• [Data in this exercise]:

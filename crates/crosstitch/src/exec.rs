use crate::handler::{Handler, Next, Request};

use crosstitch_core::{async_trait, driver::Driver, schema::Schema, stmt::ValueRecord, Result};

use std::sync::Arc;

/// Terminal stage for local entities: runs the statement on the injected
/// [`Driver`] and normalizes the result to a sequence.
#[derive(Debug)]
pub struct Execute {
    schema: Arc<Schema>,
    driver: Arc<dyn Driver>,
}

impl Execute {
    pub(crate) fn new(schema: Arc<Schema>, driver: Arc<dyn Driver>) -> Self {
        Self { schema, driver }
    }
}

#[async_trait]
impl Handler for Execute {
    async fn call(&self, req: Request, _next: Next<'_>) -> Result<Vec<ValueRecord>> {
        let response = self.driver.read(&self.schema, req.stmt).await?;
        Ok(response.rows.into_vec())
    }
}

• [Try it]: Report all lines in the records that include the string "stmt".

• [Solution to this exercise]:
use crosstitch_core::{async_trait, driver::Driver, schema::Schema, stmt::ValueRecord, Result};
        let response = self.driver.read(&self.schema, req.stmt).await?;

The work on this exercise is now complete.